Errors Disclosed by Trial Balance: The following are some of the errors, which cause the Trial
Balance to disagree, in brief:

1. Wrong Totaling of Subsidiary Books: If the total of any subsidiary book is wrongly cast, it would
cause a disagreement in the Trial Balance. For instance, Sales book has been under cast by Rs 100. From
the Sales book, all the personal accounts have been debited correctly but mistake occurred only in Sales
Account, to the extent of Rs 100 (Less). Thus, the Trial Balance disagrees to the extent of Rs 100; credit
side falls short of the amount.
2. Posting of the Wrong Amount: If a wrong amount is posted in one of the two accounts, the Trial
Balance disagrees. For instance sales made to Ram for Rs 570, wrongly debited to Ram’s Account with
Rs 750, instead of Rs 570. Ram’s account has been over debited by Rs 180. Thus, the debit side of the
Trial Balance will exceed by Rs 180. i.e., 750 – 570 = 180.

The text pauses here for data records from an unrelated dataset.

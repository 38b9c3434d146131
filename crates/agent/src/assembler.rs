//! Block assembler: reduces low-level stream events into complete blocks.
//!
//! The accumulator is an explicit state value passed through [`step`], so the
//! reduction is a pure function of (state, event) and can be tested without
//! a live stream. Text fragments are surfaced as soon as they arrive; tool
//! input fragments are buffered and only surface as a finished
//! [`ToolInvocation`].

use fundwise_core::message::ContentBlock;
use fundwise_core::provider::{BlockKind, Delta, StopReason, StreamEvent, Usage};
use fundwise_core::tool::ToolInvocation;
use tracing::{trace, warn};

/// The one open block, if any.
#[derive(Debug, Clone, Default, PartialEq)]
pub enum BlockState {
    #[default]
    Idle,
    AccumulatingText(String),
    AccumulatingTool {
        id: String,
        name: String,
        json: String,
    },
}

/// What a step produced.
#[derive(Debug, Clone, PartialEq)]
pub enum Assembled {
    /// A text fragment to forward immediately.
    TextFragment(String),
    /// A finished, non-empty text block.
    Text(String),
    /// A finished tool-use block.
    Tool(ToolInvocation),
    /// The backend ended the round.
    Stopped {
        reason: StopReason,
        usage: Option<Usage>,
    },
}

/// Advance the assembler by one event.
pub fn step(state: BlockState, event: StreamEvent) -> (BlockState, Vec<Assembled>) {
    match event {
        StreamEvent::BlockStart { block } => {
            let mut out = Vec::new();
            // A start while a block is open means the backend skipped a stop.
            if state != BlockState::Idle {
                warn!("Block started before the previous block stopped; closing it");
                out.extend(close(state));
            }
            let next = match block {
                BlockKind::Text => BlockState::AccumulatingText(String::new()),
                BlockKind::ToolUse { id, name } => BlockState::AccumulatingTool {
                    id,
                    name,
                    json: String::new(),
                },
            };
            (next, out)
        }

        StreamEvent::Delta {
            delta: Delta::Text(fragment),
        } => match state {
            BlockState::AccumulatingText(mut text) => {
                text.push_str(&fragment);
                let out = if fragment.is_empty() {
                    vec![]
                } else {
                    vec![Assembled::TextFragment(fragment)]
                };
                (BlockState::AccumulatingText(text), out)
            }
            BlockState::Idle => {
                // Text without a start: open one implicitly.
                let out = if fragment.is_empty() {
                    vec![]
                } else {
                    vec![Assembled::TextFragment(fragment.clone())]
                };
                (BlockState::AccumulatingText(fragment), out)
            }
            tool @ BlockState::AccumulatingTool { .. } => {
                trace!("Ignoring text delta inside a tool block");
                (tool, vec![])
            }
        },

        StreamEvent::Delta {
            delta: Delta::ToolInput(fragment),
        } => match state {
            BlockState::AccumulatingTool { id, name, mut json } => {
                json.push_str(&fragment);
                (BlockState::AccumulatingTool { id, name, json }, vec![])
            }
            other => {
                trace!("Ignoring tool input delta outside a tool block");
                (other, vec![])
            }
        },

        StreamEvent::BlockStop => (BlockState::Idle, close(state)),

        StreamEvent::MessageStop { stop_reason, usage } => {
            let mut out = close(state);
            out.push(Assembled::Stopped {
                reason: stop_reason,
                usage,
            });
            (BlockState::Idle, out)
        }
    }
}

/// Finish the open block. Blank text is dropped; malformed tool JSON
/// degrades to an empty object.
fn close(state: BlockState) -> Vec<Assembled> {
    match state {
        BlockState::Idle => vec![],
        BlockState::AccumulatingText(text) => {
            if text.trim().is_empty() {
                vec![]
            } else {
                vec![Assembled::Text(text)]
            }
        }
        BlockState::AccumulatingTool { id, name, json } => {
            let input = parse_tool_input(&name, &json);
            vec![Assembled::Tool(ToolInvocation::new(id, name, input))]
        }
    }
}

fn parse_tool_input(name: &str, json: &str) -> serde_json::Value {
    if json.trim().is_empty() {
        return serde_json::json!({});
    }
    match serde_json::from_str::<serde_json::Value>(json) {
        Ok(value @ serde_json::Value::Object(_)) => value,
        Ok(_) | Err(_) => {
            warn!(tool = %name, "Malformed tool input JSON; using an empty object");
            serde_json::json!({})
        }
    }
}

/// Everything one round produced, collected from the assembler's output.
#[derive(Debug, Default)]
pub struct RoundBlocks {
    /// All completed blocks, in stream order.
    pub blocks: Vec<ContentBlock>,
    pub invocations: Vec<ToolInvocation>,
    /// Fragments forwarded to the client this round.
    pub fragments_forwarded: usize,
    pub stop: Option<(StopReason, Option<Usage>)>,
}

impl RoundBlocks {
    /// Record one assembled item.
    pub fn push(&mut self, item: &Assembled) {
        match item {
            Assembled::TextFragment(_) => self.fragments_forwarded += 1,
            Assembled::Text(text) => self.blocks.push(ContentBlock::text(text.clone())),
            Assembled::Tool(invocation) => {
                self.blocks.push(invocation.to_content_block());
                self.invocations.push(invocation.clone());
            }
            Assembled::Stopped { reason, usage } => self.stop = Some((*reason, *usage)),
        }
    }

    /// Concatenated text of the round's completed text blocks.
    pub fn text(&self) -> String {
        self.blocks
            .iter()
            .filter_map(ContentBlock::as_text)
            .collect::<Vec<_>>()
            .join("\n\n")
    }
}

3. Posting an Amount on the Wrong side of the Account: For instance, a credit sales made to a
customer for Rs 500 has been credited to the customer account, instead of debit. As a result of this error,
the credit side of the Trial Balance will exceed by Rs 1,000 (double the amount of the error) because
there are two credits one in Sales Account and another in Personal Account and no debit for the
transaction.
4. Posting Twice to a Ledger: For instance, salary of Rs 500 paid has been debited to Salary Account
twice by mistake. This will cause disagreement of Trial Balance in debit side by excess of Rs 500.